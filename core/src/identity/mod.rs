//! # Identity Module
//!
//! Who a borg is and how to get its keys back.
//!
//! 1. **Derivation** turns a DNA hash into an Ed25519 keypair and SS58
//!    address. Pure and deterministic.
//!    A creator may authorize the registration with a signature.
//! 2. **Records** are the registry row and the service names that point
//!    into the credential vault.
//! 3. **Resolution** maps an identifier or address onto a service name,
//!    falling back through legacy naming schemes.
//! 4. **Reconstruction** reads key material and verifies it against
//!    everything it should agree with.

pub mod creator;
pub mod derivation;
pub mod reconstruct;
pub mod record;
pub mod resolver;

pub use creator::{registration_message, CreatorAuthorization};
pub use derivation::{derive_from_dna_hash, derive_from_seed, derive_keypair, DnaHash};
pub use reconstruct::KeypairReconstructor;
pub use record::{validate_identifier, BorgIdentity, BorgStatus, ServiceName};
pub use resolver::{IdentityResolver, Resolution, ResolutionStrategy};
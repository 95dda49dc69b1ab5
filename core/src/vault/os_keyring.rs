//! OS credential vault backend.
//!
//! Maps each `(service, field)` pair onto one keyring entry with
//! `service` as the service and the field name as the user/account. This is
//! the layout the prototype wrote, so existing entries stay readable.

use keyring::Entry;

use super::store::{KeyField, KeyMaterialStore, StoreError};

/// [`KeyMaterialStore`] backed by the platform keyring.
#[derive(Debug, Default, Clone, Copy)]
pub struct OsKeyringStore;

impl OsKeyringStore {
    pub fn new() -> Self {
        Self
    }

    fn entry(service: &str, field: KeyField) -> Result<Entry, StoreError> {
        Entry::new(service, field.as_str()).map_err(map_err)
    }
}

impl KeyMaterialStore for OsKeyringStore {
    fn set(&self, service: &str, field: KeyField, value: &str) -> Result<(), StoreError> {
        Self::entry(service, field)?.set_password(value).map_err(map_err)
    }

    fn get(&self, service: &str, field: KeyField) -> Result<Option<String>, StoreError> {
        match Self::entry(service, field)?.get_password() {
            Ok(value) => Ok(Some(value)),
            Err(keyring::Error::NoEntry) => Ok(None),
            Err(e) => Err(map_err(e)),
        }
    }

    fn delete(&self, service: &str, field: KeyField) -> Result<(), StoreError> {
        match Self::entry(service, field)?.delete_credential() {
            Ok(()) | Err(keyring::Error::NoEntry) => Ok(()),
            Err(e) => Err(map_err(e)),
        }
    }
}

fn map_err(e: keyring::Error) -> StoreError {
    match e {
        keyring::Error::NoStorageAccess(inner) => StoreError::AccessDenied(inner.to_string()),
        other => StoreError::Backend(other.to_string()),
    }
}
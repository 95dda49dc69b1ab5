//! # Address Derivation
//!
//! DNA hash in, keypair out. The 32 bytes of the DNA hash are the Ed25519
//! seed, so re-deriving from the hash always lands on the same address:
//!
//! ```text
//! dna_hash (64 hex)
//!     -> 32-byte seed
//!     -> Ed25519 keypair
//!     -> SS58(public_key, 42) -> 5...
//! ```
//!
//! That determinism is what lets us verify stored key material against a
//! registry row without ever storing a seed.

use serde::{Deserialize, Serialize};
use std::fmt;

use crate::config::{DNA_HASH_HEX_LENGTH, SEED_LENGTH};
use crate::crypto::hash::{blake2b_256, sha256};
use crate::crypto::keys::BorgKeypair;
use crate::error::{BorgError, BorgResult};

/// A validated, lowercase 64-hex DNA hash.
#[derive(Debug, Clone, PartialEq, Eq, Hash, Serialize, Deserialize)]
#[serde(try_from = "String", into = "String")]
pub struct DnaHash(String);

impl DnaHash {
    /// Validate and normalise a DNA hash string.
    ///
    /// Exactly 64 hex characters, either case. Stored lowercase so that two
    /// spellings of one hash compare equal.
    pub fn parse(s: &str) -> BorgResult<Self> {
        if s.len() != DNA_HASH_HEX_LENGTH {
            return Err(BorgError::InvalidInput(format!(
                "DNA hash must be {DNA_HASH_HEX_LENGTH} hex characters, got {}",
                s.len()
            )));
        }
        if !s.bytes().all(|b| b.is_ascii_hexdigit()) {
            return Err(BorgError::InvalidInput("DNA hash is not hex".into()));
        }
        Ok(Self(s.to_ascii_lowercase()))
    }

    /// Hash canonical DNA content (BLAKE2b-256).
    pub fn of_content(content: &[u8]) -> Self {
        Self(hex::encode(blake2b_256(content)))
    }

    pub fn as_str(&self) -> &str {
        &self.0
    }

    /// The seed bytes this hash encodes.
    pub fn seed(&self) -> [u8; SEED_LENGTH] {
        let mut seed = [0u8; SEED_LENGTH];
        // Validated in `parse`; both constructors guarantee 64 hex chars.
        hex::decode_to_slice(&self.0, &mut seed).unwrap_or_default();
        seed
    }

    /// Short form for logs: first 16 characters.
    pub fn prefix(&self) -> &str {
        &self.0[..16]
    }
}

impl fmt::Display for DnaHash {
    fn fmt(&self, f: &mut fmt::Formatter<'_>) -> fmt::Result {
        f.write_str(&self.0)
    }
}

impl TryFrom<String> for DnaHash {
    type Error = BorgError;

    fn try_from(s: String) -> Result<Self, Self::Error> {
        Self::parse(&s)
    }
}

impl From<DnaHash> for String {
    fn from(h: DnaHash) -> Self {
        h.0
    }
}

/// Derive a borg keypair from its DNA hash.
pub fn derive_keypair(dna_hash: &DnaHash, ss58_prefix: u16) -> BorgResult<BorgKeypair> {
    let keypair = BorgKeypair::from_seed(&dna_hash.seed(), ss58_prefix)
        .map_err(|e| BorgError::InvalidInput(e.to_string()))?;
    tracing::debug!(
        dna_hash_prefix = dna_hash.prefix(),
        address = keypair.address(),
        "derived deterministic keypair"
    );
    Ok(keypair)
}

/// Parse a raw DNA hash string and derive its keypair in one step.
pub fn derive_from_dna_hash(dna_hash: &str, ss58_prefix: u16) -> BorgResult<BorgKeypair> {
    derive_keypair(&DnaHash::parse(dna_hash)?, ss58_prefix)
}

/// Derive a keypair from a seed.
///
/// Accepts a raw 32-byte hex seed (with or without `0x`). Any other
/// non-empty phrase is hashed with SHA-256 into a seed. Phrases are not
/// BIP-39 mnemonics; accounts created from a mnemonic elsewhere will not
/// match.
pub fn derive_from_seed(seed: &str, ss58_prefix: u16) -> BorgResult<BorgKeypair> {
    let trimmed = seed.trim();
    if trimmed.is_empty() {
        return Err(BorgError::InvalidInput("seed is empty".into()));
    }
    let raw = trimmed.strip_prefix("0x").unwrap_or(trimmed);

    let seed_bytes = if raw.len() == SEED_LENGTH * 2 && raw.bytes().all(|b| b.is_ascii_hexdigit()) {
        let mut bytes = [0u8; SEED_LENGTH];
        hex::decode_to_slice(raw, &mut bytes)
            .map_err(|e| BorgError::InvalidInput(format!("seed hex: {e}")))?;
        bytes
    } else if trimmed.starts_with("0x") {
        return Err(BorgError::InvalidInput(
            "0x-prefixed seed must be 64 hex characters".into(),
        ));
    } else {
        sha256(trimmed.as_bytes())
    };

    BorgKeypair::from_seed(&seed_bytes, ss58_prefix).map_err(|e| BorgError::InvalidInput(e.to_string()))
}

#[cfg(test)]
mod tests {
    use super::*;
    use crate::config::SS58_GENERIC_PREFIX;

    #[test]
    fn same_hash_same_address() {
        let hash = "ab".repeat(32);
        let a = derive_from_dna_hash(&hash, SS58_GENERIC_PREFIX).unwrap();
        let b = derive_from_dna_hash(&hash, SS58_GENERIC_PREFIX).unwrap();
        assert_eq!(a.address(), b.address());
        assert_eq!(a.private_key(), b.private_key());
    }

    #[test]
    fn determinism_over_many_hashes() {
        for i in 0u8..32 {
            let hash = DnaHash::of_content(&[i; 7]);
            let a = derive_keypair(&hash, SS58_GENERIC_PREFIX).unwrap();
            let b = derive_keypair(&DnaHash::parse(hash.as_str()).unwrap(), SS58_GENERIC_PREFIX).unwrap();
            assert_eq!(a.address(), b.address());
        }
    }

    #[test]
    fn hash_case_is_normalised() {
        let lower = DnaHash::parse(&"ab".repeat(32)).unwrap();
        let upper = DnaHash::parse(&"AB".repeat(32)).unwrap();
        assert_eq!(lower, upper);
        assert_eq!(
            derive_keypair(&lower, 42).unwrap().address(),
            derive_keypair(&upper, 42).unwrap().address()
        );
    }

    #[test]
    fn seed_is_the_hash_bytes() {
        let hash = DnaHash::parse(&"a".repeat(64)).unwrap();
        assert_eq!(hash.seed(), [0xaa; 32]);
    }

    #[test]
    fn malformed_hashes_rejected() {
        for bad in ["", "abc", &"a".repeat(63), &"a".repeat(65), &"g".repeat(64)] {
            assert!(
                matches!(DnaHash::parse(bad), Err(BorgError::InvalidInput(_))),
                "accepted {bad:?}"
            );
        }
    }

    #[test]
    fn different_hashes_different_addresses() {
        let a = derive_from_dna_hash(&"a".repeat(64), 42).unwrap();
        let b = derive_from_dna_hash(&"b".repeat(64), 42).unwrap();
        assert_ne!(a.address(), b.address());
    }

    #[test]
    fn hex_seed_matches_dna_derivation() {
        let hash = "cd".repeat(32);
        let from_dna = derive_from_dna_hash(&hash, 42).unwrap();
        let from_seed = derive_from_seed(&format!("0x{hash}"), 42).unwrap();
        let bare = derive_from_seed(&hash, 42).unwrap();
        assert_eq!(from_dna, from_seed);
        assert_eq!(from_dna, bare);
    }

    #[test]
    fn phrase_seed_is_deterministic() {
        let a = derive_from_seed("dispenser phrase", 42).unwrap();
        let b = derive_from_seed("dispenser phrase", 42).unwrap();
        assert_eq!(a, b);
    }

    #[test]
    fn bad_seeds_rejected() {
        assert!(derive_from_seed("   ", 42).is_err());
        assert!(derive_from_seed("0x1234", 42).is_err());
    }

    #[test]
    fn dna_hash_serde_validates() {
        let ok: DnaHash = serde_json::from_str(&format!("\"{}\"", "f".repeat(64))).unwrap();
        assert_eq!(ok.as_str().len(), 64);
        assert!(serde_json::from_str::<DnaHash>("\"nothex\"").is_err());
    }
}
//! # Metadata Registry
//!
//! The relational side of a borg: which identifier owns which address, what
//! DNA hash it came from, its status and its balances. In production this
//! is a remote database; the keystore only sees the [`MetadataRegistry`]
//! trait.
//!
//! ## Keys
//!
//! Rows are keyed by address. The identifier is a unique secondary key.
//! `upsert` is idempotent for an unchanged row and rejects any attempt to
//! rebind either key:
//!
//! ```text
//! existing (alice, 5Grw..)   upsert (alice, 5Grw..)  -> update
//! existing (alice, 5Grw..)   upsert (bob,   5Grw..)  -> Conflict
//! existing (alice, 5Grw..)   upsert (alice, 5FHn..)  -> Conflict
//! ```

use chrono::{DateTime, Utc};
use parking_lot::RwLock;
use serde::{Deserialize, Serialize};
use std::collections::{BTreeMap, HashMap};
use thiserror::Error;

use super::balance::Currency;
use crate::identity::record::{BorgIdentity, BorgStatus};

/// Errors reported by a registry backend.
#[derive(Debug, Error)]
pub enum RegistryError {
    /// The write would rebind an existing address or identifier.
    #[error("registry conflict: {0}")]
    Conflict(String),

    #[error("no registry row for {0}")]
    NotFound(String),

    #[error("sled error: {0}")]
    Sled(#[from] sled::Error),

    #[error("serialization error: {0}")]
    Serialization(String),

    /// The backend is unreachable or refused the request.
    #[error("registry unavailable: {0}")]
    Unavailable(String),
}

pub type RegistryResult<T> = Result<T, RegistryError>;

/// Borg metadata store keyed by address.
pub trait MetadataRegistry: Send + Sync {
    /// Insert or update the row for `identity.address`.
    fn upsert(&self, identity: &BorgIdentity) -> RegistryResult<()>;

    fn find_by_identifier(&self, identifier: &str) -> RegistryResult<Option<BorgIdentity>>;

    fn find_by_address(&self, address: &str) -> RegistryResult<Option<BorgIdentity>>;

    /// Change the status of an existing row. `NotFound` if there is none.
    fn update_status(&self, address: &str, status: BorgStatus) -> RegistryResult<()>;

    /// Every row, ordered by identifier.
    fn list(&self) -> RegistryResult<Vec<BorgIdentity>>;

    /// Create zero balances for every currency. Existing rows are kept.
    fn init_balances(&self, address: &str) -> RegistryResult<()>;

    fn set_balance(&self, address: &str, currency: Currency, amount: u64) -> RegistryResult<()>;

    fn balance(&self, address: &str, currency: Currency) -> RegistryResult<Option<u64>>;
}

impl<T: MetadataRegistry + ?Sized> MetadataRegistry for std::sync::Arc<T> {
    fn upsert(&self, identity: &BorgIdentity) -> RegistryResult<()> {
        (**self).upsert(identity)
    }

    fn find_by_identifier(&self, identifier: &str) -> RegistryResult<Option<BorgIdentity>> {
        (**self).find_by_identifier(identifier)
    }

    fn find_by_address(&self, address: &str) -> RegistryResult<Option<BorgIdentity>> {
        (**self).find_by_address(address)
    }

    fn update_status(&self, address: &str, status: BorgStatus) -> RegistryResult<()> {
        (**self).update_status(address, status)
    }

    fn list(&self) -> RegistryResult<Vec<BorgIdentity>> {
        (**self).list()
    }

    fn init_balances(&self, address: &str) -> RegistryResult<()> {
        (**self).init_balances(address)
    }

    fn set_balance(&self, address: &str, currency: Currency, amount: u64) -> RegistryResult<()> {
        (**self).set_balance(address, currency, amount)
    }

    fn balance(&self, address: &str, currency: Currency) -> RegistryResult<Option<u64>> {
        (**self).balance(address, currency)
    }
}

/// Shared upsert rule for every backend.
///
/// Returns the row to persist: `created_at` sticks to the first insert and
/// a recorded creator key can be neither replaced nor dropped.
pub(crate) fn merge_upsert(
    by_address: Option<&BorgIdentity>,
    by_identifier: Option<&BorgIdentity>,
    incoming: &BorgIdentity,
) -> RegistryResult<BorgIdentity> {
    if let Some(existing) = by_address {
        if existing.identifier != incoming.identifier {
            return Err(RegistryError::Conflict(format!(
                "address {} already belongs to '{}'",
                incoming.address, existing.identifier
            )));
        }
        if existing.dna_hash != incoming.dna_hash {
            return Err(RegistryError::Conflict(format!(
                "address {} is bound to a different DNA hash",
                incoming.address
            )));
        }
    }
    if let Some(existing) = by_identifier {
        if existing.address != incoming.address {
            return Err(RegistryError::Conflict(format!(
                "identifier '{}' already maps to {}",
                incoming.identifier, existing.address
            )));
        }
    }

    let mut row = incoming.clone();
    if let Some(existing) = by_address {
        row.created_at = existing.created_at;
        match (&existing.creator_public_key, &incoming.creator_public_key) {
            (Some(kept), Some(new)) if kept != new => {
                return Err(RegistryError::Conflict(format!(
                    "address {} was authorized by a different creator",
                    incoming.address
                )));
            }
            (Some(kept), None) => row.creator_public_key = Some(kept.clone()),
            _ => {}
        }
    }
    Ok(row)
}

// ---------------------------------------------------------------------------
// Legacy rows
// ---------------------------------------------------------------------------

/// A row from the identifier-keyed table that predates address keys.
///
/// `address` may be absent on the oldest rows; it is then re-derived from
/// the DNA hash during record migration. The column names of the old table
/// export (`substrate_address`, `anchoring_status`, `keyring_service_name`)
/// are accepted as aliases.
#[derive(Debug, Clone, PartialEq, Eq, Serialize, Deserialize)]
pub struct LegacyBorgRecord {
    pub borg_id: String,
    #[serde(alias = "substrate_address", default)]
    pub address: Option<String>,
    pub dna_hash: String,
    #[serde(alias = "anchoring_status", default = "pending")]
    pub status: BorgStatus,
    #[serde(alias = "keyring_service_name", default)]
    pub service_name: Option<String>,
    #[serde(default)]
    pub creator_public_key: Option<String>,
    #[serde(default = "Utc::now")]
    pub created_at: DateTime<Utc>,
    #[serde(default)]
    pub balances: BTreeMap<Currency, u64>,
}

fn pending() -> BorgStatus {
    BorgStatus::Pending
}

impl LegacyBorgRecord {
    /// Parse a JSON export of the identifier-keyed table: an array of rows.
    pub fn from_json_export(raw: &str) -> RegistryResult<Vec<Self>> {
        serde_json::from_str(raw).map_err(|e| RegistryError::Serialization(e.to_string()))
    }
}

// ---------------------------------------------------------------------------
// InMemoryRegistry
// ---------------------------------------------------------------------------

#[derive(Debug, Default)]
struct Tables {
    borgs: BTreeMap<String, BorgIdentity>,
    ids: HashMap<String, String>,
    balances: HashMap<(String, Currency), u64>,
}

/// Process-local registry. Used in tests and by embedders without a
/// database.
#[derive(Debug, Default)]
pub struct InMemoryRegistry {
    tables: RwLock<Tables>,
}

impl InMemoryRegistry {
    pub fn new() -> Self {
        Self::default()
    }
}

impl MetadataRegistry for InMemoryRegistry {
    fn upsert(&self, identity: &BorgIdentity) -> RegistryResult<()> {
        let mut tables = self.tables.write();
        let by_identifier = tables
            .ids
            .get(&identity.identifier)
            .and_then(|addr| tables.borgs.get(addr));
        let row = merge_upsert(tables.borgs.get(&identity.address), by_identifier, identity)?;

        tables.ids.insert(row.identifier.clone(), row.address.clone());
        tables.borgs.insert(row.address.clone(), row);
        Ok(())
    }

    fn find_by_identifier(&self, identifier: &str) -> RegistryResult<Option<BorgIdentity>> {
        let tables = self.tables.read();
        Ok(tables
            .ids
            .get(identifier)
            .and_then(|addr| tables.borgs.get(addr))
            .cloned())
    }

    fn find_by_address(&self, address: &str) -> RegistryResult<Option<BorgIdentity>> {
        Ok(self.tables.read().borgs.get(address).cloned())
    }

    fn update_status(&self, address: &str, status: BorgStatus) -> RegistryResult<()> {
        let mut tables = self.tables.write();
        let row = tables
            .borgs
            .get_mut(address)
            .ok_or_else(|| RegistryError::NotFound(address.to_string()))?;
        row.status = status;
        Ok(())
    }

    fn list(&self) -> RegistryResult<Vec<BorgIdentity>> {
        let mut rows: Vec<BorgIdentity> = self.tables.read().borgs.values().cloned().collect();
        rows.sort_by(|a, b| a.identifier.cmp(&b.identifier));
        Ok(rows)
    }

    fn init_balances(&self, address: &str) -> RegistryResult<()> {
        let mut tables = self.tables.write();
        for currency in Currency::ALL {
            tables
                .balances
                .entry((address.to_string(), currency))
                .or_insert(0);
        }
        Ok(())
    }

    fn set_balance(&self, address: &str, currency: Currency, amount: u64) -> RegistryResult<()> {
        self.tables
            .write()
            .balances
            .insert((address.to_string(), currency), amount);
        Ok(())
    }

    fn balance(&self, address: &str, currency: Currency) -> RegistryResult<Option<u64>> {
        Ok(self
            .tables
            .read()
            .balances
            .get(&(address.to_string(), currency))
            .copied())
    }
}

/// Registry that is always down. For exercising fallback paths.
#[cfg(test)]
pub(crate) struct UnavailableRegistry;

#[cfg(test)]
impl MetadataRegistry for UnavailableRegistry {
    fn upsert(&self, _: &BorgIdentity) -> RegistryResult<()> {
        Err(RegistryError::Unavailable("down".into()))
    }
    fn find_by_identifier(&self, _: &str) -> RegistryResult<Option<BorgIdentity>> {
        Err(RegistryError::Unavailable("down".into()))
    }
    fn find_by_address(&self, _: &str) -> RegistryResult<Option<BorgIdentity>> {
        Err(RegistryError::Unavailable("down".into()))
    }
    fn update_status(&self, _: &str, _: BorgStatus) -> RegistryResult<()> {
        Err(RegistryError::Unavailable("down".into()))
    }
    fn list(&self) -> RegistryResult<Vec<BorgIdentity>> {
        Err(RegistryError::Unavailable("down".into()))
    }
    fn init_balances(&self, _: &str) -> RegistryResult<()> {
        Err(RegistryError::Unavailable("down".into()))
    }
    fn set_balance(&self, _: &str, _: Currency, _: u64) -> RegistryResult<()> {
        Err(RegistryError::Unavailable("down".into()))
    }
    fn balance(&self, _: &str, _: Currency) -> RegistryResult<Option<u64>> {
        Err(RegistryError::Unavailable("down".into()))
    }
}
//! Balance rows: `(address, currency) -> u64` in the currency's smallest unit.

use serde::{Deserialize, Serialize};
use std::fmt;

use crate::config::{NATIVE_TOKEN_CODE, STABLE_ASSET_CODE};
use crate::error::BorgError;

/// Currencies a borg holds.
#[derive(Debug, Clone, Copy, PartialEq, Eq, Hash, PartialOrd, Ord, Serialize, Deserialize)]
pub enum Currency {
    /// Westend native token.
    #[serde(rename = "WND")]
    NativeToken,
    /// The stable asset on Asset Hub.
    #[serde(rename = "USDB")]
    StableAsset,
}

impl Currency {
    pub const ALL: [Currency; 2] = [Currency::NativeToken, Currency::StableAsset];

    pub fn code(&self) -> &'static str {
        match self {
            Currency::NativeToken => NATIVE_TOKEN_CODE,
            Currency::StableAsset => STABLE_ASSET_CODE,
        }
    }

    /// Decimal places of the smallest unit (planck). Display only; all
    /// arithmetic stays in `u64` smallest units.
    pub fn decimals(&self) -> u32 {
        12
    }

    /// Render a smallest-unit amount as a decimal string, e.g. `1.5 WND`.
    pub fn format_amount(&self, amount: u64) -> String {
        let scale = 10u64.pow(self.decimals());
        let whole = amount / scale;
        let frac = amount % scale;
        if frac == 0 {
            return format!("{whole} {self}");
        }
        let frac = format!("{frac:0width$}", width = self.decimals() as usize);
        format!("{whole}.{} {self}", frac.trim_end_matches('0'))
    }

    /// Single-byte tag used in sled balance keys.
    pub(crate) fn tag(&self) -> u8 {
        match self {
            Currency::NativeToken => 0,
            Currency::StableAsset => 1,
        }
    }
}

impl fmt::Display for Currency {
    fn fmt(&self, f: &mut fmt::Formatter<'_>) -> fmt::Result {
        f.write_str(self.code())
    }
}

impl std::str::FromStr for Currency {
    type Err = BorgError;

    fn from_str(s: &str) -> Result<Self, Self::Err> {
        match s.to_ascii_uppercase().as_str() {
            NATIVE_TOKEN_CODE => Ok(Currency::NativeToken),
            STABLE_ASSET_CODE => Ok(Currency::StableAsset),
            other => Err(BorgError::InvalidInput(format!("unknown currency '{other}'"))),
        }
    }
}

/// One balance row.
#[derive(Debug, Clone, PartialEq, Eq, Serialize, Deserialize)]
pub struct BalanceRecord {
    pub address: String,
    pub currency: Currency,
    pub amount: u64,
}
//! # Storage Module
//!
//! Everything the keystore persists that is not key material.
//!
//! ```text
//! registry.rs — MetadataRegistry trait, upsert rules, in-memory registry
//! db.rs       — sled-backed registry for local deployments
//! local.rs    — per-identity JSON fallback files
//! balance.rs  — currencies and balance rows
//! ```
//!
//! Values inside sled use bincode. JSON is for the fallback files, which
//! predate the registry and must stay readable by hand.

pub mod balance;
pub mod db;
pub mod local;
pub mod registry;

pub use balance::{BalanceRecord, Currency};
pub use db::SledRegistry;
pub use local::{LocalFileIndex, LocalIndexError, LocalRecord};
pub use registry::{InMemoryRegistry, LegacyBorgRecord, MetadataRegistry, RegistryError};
● ● ● ●
(What you are asked to do): Your answer should be the lines above, from the line containing "let mut rows: Vec<BorgIdentity>" up to and including the line containing "impl MetadataRegistry for UnavailableRegistry", reproduced exactly and with nothing else.

(Answer area):
        let mut rows: Vec<BorgIdentity> = self.tables.read().borgs.values().cloned().collect();
        rows.sort_by(|a, b| a.identifier.cmp(&b.identifier));
        Ok(rows)
    }

    fn init_balances(&self, address: &str) -> RegistryResult<()> {
        let mut tables = self.tables.write();
        for currency in Currency::ALL {
            tables
                .balances
                .entry((address.to_string(), currency))
                .or_insert(0);
        }
        Ok(())
    }

    fn set_balance(&self, address: &str, currency: Currency, amount: u64) -> RegistryResult<()> {
        self.tables
            .write()
            .balances
            .insert((address.to_string(), currency), amount);
        Ok(())
    }

    fn balance(&self, address: &str, currency: Currency) -> RegistryResult<Option<u64>> {
        Ok(self
            .tables
            .read()
            .balances
            .get(&(address.to_string(), currency))
            .copied())
    }
}

/// Registry that is always down. For exercising fallback paths.
#[cfg(test)]
pub(crate) struct UnavailableRegistry;

#[cfg(test)]
impl MetadataRegistry for UnavailableRegistry {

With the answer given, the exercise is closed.